6. Server-side curing / automation assistance. Lowering the scripting barrier was crucial for IRE’s player retention. Building curing logic and basic automation into the server (or providing it as a standard library) rather than requiring every player to write their own scripts.

7. Living events run by admin-as-gods. The “Divine” model – where admins roleplay as in-world gods with narrative authority – is powerful for world-building. On Urbit, ship owners or designated operators could fill this role, with their authority encoded in the app’s permissions.

8. Crafting with player creativity. IRE’s crafting system lets players write custom item descriptions (subject to approval). This produces a world that feels handmade. On Urbit, with its ethos of personal expression, this is a natural fit.

Worth Adapting or Rethinking

9. Monetization without pay-to-win feel. IRE’s credit system works but generates criticism. For an Urbit MUD, consider: can Urbit’s native identity and address space provide monetization without a premium currency? Land claims tied to ship IDs? Reputation as currency?

10. The text-as-advantage philosophy. Mihaly was right that text ages better than graphics. On Urbit, where the platform favors lightweight apps, a text MUD is architecturally native in a way a graphical game would never be.

11. Decentralized architecture for world persistence. IRE runs centralized servers. An Urbit MUD could distribute world state across ships, making the world inherently persistent, censorship-resistant, and owned by its players – something IRE’s model aspires to culturally but can’t achieve technically.
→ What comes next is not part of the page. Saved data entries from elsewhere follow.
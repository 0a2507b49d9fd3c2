//! Error types for the PostgreSQL storage backend.

use inkpad_storage::StorageError;
use sqlx_core::error::Error as SqlxError;

/// PostgreSQL error code for unique constraint violations (23505).
pub const PG_UNIQUE_VIOLATION: &str = "23505";

/// Checks if a sqlx error has a specific PostgreSQL error code.
pub fn has_pg_error_code(err: &SqlxError, code: &str) -> bool {
    if let SqlxError::Database(db_err) = err {
        db_err.code().as_deref() == Some(code)
    } else {
        false
    }
}

/// Checks if a sqlx error is a unique constraint violation (23505).
pub fn is_unique_violation(err: &SqlxError) -> bool {
    has_pg_error_code(err, PG_UNIQUE_VIOLATION)
}

/// Errors specific to the PostgreSQL storage backend.
#[derive(Debug, thiserror::Error)]
pub enum PostgresError {
    /// Database connection error.
    #[error("Database connection error: {0}")]
    Connection(#[from] sqlx_core::error::Error),

    /// Migration error.
    #[error("Migration error: {0}")]
    Migration(String),

    /// Configuration error.
    #[error("Configuration error: {message}")]
    Config { message: String },
}

impl PostgresError {
    /// Creates a new configuration error.
    #[must_use]
    pub fn config(message: impl Into<String>) -> Self {
        Self::Config {
            message: message.into(),
        }
    }
}

impl From<PostgresError> for StorageError {
    fn from(err: PostgresError) -> Self {
        match err {
            PostgresError::Connection(e) => StorageError::connection_error(e.to_string()),
            PostgresError::Migration(e) => StorageError::internal(format!("Migration error: {e}")),
            PostgresError::Config { message } => {
                StorageError::internal(format!("Configuration error: {message}"))
            }
        }
    }
}

/// Maps a query failure to a storage error, naming the operation.
pub(crate) fn query_failed(operation: &str, err: SqlxError) -> StorageError {
    match err {
        SqlxError::PoolTimedOut | SqlxError::PoolClosed | SqlxError::Io(_) => {
            StorageError::connection_error(format!("{operation}: {err}"))
        }
        other => StorageError::internal(format!("{operation}: {other}")),
    }
}

/// Result type alias for PostgreSQL operations.
pub type Result<T> = std::result::Result<T, PostgresError>;

#[cfg(test)]
mod tests {
    use super::*;

    #[test]
    fn test_error_display() {
        let err = PostgresError::config("invalid URL");
        assert!(err.to_string().contains("Configuration error"));

        let err = PostgresError::Migration("boom".into());
        assert_eq!(err.to_string(), "Migration error: boom");
    }

    #[test]
    fn test_conversion_to_storage_error() {
        let pg_err = PostgresError::config("test error");
        let storage_err: StorageError = pg_err.into();
        assert!(matches!(storage_err, StorageError::Internal { .. }));
    }

    #[test]
    fn test_query_failure_classification() {
        let err = query_failed("list notes", SqlxError::PoolTimedOut);
        assert!(matches!(err, StorageError::ConnectionError { .. }));
        assert!(err.to_string().contains("list notes"));

        let err = query_failed("list notes", SqlxError::RowNotFound);
        assert!(matches!(err, StorageError::Internal { .. }));
        assert!(!is_unique_violation(&SqlxError::RowNotFound));
    }
}
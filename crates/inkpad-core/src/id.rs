use thiserror::Error;
use uuid::Uuid;

#[derive(Debug, Error, PartialEq, Eq)]
pub enum IdError {
    #[error("ID must not be empty")]
    Empty,
    #[error("Invalid ID: {0}")]
    Malformed(String),
}

/// Generates a fresh random identifier for users and notes.
pub fn generate_id() -> Uuid {
    Uuid::new_v4()
}

/// Parses an identifier taken from a URL path or token claim.
pub fn parse_id(raw: &str) -> Result<Uuid, IdError> {
    let trimmed = raw.trim();
    if trimmed.is_empty() {
        return Err(IdError::Empty);
    }
    Uuid::parse_str(trimmed).map_err(|_| IdError::Malformed(trimmed.to_string()))
}
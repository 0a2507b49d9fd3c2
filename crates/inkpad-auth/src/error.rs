//! Authentication error types.

use std::fmt;

use inkpad_storage::StorageError;

use crate::token::JwtError;

/// Errors raised by signup, login and bearer authentication.
#[derive(Debug, thiserror::Error)]
pub enum AuthError {
    /// Unknown email or wrong password. Deliberately indistinguishable.
    #[error("Invalid credentials")]
    InvalidCredentials,

    #[error("Email already registered")]
    EmailTaken,

    /// Malformed signup or login input.
    #[error("{message}")]
    InvalidInput { message: String },

    /// No usable credential was presented.
    #[error("Unauthorized: {message}")]
    Unauthorized { message: String },

    #[error("Invalid token: {message}")]
    InvalidToken { message: String },

    #[error("Token expired")]
    TokenExpired,

    #[error("Storage error: {message}")]
    Storage { message: String },

    #[error("Internal error: {message}")]
    Internal { message: String },
}

impl AuthError {
    #[must_use]
    pub fn invalid_input(message: impl Into<String>) -> Self {
        Self::InvalidInput {
            message: message.into(),
        }
    }

    #[must_use]
    pub fn unauthorized(message: impl Into<String>) -> Self {
        Self::Unauthorized {
            message: message.into(),
        }
    }

    #[must_use]
    pub fn invalid_token(message: impl Into<String>) -> Self {
        Self::InvalidToken {
            message: message.into(),
        }
    }

    #[must_use]
    pub fn storage(message: impl Into<String>) -> Self {
        Self::Storage {
            message: message.into(),
        }
    }

    #[must_use]
    pub fn internal(message: impl Into<String>) -> Self {
        Self::Internal {
            message: message.into(),
        }
    }

    /// Returns `true` for failures that should be answered with 401.
    #[must_use]
    pub fn is_authentication_failure(&self) -> bool {
        matches!(
            self,
            Self::Unauthorized { .. } | Self::InvalidToken { .. } | Self::TokenExpired
        )
    }

    #[must_use]
    pub fn category(&self) -> ErrorCategory {
        match self {
            Self::InvalidCredentials | Self::EmailTaken | Self::InvalidInput { .. } => {
                ErrorCategory::Client
            }
            Self::Unauthorized { .. } | Self::InvalidToken { .. } | Self::TokenExpired => {
                ErrorCategory::Authentication
            }
            Self::Storage { .. } => ErrorCategory::Storage,
            Self::Internal { .. } => ErrorCategory::Internal,
        }
    }
}

impl From<StorageError> for AuthError {
    fn from(err: StorageError) -> Self {
        if err.is_already_exists() {
            Self::EmailTaken
        } else {
            Self::storage(err.to_string())
        }
    }
}

impl From<JwtError> for AuthError {
    fn from(err: JwtError) -> Self {
        match err {
            JwtError::Expired => Self::TokenExpired,
            JwtError::EncodingError { message } => Self::internal(message),
            other => Self::invalid_token(other.to_string()),
        }
    }
}

impl From<inkpad_core::CoreError> for AuthError {
    fn from(err: inkpad_core::CoreError) -> Self {
        Self::invalid_input(err.to_string())
    }
}

/// Error categories for logging.
#[derive(Debug, Clone, Copy, PartialEq, Eq)]
pub enum ErrorCategory {
    Client,
    Authentication,
    Storage,
    Internal,
}

impl fmt::Display for ErrorCategory {
    fn fmt(&self, f: &mut fmt::Formatter<'_>) -> fmt::Result {
        match self {
            Self::Client => write!(f, "client"),
            Self::Authentication => write!(f, "authentication"),
            Self::Storage => write!(f, "storage"),
            Self::Internal => write!(f, "internal"),
        }
    }
}
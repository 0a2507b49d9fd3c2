//! Authentication configuration.

use std::fmt;
use std::time::Duration;

use serde::{Deserialize, Serialize};

/// Minimum accepted length of the HMAC signing secret, in bytes.
pub const MIN_SECRET_LEN: usize = 16;

/// One week.
pub const DEFAULT_TOKEN_TTL: Duration = Duration::from_secs(7 * 24 * 60 * 60);

/// Signing secret and token lifetime.
///
/// ```toml
/// [auth]
/// jwt_secret = "change-me-to-something-long"
/// token_ttl = "7d"
/// ```
#[derive(Clone, Serialize, Deserialize)]
#[serde(default)]
pub struct AuthConfig {
    /// HMAC secret used to sign and verify tokens.
    pub jwt_secret: String,

    /// How long an issued token stays valid.
    #[serde(with = "humantime_serde")]
    pub token_ttl: Duration,
}

impl Default for AuthConfig {
    fn default() -> Self {
        Self {
            jwt_secret: String::new(),
            token_ttl: DEFAULT_TOKEN_TTL,
        }
    }
}

impl fmt::Debug for AuthConfig {
    fn fmt(&self, f: &mut fmt::Formatter<'_>) -> fmt::Result {
        f.debug_struct("AuthConfig")
            .field("jwt_secret", &"<redacted>")
            .field("token_ttl", &self.token_ttl)
            .finish()
    }
}

impl AuthConfig {
    pub fn new(jwt_secret: impl Into<String>) -> Self {
        Self {
            jwt_secret: jwt_secret.into(),
            ..Default::default()
        }
    }

    #[must_use]
    pub fn with_token_ttl(mut self, ttl: Duration) -> Self {
        self.token_ttl = ttl;
        self
    }

    pub fn validate(&self) -> Result<(), String> {
        if self.jwt_secret.trim().is_empty() {
            return Err("auth.jwt_secret is required".into());
        }
        if self.jwt_secret.len() < MIN_SECRET_LEN {
            return Err(format!(
                "auth.jwt_secret must be at least {MIN_SECRET_LEN} bytes"
            ));
        }
        if self.token_ttl.is_zero() {
            return Err("auth.token_ttl must be greater than zero".into());
        }
        Ok(())
    }
}

#[cfg(test)]
mod tests {
    use super::*;

    #[test]
    fn test_defaults() {
        let config = AuthConfig::default();
        assert_eq!(config.token_ttl, Duration::from_secs(604_800));
        assert!(config.validate().is_err());
    }

    #[test]
    fn test_validate() {
        assert!(AuthConfig::new("short").validate().is_err());
        assert!(AuthConfig::new("sixteen-bytes-ok").validate().is_ok());
        assert!(
            AuthConfig::new("sixteen-bytes-ok")
                .with_token_ttl(Duration::ZERO)
                .validate()
                .is_err()
        );
    }

    #[test]
    fn test_humantime_ttl() {
        let config: AuthConfig =
            serde_json::from_str(r#"{"jwt_secret": "0123456789abcdef", "token_ttl": "12h"}"#)
                .unwrap();
        assert_eq!(config.token_ttl, Duration::from_secs(12 * 3600));
    }

    #[test]
    fn test_debug_hides_secret() {
        let rendered = format!("{:?}", AuthConfig::new("super-secret-value-1234"));
        assert!(!rendered.contains("super-secret"));
    }
}
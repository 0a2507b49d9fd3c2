//! Input normalization shared by the auth and upload paths.

use std::sync::LazyLock;

use regex::Regex;

use crate::error::{CoreError, Result};

static EMAIL_RE: LazyLock<Regex> = LazyLock::new(|| {
    Regex::new(r"^[^\s@]+@[^\s@]+\.[^\s@]+$").expect("email pattern compiles")
});

/// Trims and lowercases an email address, rejecting values that are not
/// shaped like `local@domain.tld`.
pub fn normalize_email(raw: &str) -> Result<String> {
    let email = require_non_empty("email", raw)?.to_ascii_lowercase();
    if !EMAIL_RE.is_match(&email) {
        return Err(CoreError::invalid_field("email", "is not a valid address"));
    }
    Ok(email)
}

/// Returns the trimmed value, or an error naming the field when it is blank.
pub fn require_non_empty<'a>(field: &str, value: &'a str) -> Result<&'a str> {
    let trimmed = value.trim();
    if trimmed.is_empty() {
        return Err(CoreError::invalid_field(field, "must not be empty"));
    }
    Ok(trimmed)
}

/// Replaces every character outside `[A-Za-z0-9]` with `_`.
pub fn sanitize_file_stem(name: &str) -> String {
    name.chars()
        .map(|c| if c.is_ascii_alphanumeric() { c } else { '_' })
        .collect()
}

#[cfg(test)]
mod tests {
    use super::*;

    #[test]
    fn email_is_trimmed_and_lowercased() {
        assert_eq!(
            normalize_email("  Ada.Lovelace@Example.COM ").unwrap(),
            "ada.lovelace@example.com"
        );
    }

    #[test]
    fn email_shape_is_checked() {
        for bad in ["", "   ", "no-at-sign", "a@b", "two words@x.io", "@example.com"] {
            assert!(normalize_email(bad).is_err(), "{bad:?} should be rejected");
        }
    }

    #[test]
    fn blank_values_are_rejected_with_field_name() {
        let err = require_non_empty("name", " \t").unwrap_err();
        assert_eq!(err.to_string(), "Invalid name: must not be empty");
        assert_eq!(require_non_empty("name", " Ada ").unwrap(), "Ada");
    }

    #[test]
    fn file_stems_are_sanitized() {
        assert_eq!(sanitize_file_stem("cat photo (1).png"), "cat_photo__1__png");
        assert_eq!(sanitize_file_stem("résumé.jpg"), "r_sum__jpg");
        assert_eq!(sanitize_file_stem("plain"), "plain");
    }
}
pub mod assets;
pub mod config;
pub mod handlers;
pub mod middleware;
pub mod notes;
pub mod observability;
pub mod server;
pub mod upload;

pub use assets::{AssetError, AssetHost, DynAssetHost, ImageUpload, UploadedAsset};
pub use config::{AppConfig, ServerConfig, StorageBackend, UploadConfig, UploadProvider};
pub use observability::init_tracing;
pub use server::{AppState, InkpadServer, ServerBuilder, build_app, build_router};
12. Player-written content as world-building. IRE’s libraries of player-written books, custom room descriptions, and crafted items make the world feel alive. On Urbit, where every user has a ship with storage, player content could be natively hosted and cross-referenced.

What to Avoid

  • Artifact power creep – IRE’s most common criticism is that artifact purchases create meaningful combat advantages. Design artifacts/enhancements to be horizontal (more options) not vertical (more power).
  • Complexity cliff – Achaea’s combat is brilliant but has a brutal learning curve. Build graduated complexity with good defaults (server-side curing equivalent from day one).
  • Admin dependency for events – While Divine-run events are great, the game shouldn’t go dormant when admins aren’t active. Build systems that generate emergent content (faction conflicts, resource competition, procedural events).